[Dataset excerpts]
*-*-*
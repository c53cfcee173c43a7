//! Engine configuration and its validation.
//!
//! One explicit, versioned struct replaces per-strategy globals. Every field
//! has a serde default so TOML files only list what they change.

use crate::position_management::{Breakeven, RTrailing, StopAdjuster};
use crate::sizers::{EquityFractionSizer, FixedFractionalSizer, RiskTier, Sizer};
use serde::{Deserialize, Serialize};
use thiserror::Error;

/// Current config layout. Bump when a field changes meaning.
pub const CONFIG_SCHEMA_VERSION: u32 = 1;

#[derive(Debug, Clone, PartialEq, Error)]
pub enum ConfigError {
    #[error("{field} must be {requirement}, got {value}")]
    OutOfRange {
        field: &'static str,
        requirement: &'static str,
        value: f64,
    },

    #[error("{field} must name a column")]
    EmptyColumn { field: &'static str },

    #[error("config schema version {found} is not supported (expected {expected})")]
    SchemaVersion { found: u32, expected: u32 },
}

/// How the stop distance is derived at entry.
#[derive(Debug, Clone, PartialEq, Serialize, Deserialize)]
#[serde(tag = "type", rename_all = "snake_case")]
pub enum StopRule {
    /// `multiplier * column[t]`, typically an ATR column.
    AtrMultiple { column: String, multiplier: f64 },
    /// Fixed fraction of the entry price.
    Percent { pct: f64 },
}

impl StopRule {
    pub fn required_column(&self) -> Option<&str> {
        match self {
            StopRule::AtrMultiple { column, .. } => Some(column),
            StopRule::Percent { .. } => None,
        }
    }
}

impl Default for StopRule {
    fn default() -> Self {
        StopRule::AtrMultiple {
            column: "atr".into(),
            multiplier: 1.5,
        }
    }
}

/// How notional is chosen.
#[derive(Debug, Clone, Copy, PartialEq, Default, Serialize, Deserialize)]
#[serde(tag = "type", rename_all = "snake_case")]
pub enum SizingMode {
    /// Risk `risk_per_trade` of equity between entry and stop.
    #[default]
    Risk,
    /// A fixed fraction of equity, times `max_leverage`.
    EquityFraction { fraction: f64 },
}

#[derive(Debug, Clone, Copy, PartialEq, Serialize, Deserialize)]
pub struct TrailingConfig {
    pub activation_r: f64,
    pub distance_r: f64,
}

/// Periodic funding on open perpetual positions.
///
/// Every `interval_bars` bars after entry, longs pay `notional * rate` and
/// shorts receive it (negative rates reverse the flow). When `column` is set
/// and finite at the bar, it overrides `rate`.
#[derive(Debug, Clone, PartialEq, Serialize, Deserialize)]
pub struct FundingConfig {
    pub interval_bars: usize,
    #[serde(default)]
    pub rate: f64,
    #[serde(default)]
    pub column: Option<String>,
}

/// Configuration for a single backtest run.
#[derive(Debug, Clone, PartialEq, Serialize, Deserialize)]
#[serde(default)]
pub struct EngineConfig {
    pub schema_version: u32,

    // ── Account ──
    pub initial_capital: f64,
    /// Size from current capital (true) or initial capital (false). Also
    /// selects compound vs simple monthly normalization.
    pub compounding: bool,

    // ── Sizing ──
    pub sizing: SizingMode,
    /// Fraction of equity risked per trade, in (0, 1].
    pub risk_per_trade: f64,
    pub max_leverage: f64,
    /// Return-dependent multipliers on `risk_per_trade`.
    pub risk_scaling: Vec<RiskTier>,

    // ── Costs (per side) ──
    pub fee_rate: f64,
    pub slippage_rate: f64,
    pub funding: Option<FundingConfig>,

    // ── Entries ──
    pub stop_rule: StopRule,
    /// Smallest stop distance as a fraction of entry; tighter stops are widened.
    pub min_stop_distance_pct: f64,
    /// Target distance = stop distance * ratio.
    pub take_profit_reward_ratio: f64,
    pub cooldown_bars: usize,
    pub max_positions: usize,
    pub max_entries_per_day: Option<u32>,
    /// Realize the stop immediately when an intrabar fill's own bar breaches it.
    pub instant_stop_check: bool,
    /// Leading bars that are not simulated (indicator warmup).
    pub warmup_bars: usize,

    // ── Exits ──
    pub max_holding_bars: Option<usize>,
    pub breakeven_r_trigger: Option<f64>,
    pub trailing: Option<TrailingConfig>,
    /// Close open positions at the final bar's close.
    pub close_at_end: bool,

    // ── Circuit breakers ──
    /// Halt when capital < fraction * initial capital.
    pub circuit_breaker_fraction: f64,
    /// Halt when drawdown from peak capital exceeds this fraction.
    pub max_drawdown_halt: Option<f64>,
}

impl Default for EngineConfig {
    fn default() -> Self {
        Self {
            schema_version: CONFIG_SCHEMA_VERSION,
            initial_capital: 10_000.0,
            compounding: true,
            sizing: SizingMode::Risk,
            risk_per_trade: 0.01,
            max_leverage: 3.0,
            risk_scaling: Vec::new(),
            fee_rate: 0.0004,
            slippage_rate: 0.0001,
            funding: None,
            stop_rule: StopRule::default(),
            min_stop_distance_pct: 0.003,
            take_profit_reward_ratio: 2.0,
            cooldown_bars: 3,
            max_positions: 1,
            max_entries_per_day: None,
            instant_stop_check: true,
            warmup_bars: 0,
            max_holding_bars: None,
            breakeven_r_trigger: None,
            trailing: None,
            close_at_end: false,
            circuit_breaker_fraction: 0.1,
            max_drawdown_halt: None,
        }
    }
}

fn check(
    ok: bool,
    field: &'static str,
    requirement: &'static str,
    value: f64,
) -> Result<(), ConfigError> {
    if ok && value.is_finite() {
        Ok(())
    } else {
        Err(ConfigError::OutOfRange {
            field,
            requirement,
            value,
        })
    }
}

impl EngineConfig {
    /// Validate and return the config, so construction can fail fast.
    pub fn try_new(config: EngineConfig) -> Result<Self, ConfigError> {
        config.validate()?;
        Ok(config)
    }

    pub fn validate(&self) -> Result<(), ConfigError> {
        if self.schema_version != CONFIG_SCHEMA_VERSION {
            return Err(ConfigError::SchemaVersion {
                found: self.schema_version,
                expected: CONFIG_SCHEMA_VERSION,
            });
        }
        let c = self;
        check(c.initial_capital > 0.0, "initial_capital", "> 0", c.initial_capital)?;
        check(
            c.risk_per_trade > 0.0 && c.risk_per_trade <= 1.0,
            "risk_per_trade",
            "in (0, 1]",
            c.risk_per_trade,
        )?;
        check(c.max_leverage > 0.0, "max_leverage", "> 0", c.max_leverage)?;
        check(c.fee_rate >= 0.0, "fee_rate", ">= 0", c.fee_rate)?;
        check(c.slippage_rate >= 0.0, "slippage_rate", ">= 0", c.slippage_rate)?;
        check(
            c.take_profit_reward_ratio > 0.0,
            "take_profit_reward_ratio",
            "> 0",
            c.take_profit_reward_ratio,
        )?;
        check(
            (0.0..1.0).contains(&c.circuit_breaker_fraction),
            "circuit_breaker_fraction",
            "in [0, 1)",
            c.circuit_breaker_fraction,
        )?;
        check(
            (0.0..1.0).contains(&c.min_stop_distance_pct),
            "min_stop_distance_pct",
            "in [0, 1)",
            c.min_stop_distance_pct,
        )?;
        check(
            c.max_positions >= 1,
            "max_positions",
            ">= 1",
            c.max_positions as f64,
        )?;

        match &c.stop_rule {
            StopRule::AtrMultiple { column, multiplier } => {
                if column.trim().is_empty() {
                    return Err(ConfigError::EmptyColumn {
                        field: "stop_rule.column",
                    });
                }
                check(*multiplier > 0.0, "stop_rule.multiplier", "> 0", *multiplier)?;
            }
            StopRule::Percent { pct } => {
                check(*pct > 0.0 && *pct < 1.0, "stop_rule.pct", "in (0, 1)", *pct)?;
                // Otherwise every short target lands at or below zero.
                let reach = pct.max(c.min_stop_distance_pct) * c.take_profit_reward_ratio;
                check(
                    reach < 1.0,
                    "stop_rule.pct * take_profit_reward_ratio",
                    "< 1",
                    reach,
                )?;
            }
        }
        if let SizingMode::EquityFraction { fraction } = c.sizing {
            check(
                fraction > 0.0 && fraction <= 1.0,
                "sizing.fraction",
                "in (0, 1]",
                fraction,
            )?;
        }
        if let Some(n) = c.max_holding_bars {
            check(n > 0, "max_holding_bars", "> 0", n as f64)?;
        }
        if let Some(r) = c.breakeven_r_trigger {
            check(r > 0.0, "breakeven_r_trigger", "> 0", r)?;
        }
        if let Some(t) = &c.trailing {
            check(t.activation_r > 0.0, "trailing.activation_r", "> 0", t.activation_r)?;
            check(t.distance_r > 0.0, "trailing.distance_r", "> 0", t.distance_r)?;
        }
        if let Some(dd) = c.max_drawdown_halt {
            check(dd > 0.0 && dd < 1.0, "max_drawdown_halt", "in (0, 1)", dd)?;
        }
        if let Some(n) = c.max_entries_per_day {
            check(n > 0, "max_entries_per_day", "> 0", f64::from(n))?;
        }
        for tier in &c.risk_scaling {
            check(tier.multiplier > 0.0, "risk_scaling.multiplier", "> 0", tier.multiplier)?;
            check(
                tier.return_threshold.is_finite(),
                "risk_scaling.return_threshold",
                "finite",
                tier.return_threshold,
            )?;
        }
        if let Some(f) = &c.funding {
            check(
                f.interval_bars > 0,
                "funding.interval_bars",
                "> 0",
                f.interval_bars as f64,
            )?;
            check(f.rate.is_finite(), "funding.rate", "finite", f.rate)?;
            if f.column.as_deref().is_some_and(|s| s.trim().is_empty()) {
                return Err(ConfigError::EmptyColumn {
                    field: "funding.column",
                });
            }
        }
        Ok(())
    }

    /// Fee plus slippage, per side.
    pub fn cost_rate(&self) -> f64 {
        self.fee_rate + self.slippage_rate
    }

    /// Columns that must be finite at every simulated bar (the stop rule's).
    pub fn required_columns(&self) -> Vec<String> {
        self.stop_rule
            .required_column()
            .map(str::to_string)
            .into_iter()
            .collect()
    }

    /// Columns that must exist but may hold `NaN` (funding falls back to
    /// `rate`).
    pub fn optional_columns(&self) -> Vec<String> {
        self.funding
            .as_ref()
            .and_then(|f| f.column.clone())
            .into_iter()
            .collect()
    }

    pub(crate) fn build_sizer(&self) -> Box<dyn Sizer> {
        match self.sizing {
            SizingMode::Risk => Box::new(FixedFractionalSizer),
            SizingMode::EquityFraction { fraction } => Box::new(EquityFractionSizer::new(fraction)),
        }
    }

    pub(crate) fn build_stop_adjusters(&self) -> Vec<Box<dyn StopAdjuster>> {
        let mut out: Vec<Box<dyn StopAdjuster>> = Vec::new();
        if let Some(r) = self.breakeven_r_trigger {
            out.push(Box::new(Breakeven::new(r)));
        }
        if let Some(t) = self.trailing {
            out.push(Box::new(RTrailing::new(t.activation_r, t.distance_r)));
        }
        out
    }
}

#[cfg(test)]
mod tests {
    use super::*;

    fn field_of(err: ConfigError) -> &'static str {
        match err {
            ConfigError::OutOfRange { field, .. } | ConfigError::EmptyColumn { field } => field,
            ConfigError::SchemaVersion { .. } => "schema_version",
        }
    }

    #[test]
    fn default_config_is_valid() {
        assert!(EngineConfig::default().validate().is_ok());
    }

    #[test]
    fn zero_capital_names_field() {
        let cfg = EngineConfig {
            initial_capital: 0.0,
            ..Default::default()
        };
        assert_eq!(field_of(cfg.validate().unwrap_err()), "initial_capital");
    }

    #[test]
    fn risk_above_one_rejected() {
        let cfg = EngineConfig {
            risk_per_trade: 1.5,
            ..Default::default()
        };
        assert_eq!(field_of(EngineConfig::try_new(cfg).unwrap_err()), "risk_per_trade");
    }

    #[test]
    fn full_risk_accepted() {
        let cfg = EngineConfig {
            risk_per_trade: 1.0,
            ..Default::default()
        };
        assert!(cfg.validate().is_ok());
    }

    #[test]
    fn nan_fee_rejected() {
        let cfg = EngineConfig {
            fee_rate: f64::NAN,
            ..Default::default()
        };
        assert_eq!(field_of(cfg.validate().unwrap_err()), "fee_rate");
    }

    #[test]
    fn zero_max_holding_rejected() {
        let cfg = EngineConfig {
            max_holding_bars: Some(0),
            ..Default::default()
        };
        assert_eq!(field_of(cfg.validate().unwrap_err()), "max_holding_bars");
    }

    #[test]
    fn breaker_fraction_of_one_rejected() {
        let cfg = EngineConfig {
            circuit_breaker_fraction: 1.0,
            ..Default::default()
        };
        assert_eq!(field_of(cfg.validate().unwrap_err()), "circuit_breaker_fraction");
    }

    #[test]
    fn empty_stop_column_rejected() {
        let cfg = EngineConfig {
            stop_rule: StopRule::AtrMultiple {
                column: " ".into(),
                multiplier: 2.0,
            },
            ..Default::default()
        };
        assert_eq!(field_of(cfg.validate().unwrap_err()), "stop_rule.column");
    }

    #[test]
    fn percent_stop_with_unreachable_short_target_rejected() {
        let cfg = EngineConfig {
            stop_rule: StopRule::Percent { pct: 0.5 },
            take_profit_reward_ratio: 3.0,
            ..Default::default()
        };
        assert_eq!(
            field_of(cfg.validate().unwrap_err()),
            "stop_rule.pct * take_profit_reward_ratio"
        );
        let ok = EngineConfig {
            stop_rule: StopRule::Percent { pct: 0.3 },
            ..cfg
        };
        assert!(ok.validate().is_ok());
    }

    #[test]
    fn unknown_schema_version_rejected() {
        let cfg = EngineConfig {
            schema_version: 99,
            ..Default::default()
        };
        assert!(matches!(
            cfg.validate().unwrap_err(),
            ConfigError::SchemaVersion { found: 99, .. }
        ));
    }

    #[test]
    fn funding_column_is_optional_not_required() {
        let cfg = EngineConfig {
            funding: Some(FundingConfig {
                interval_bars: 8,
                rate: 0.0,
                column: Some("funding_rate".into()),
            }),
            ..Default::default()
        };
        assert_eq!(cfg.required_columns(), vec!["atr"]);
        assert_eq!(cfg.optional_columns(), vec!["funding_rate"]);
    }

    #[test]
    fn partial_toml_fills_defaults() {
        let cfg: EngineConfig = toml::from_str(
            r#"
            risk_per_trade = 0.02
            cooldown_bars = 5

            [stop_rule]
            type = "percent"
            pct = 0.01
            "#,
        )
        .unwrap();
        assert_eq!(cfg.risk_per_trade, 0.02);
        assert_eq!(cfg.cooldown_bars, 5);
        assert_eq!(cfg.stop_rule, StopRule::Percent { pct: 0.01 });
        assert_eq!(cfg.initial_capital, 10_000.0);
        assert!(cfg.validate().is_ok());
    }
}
*-*-*
** ASSIGNMENT **
What lines above contain the word "entry"? Return each such line.

** SOLUTION FOR THIS PROBLEM **
/// How the stop distance is derived at entry.
    /// Fixed fraction of the entry price.
    /// Risk `risk_per_trade` of equity between entry and stop.
/// Every `interval_bars` bars after entry, longs pay `notional * rate` and
    /// Smallest stop distance as a fraction of entry; tighter stops are widened.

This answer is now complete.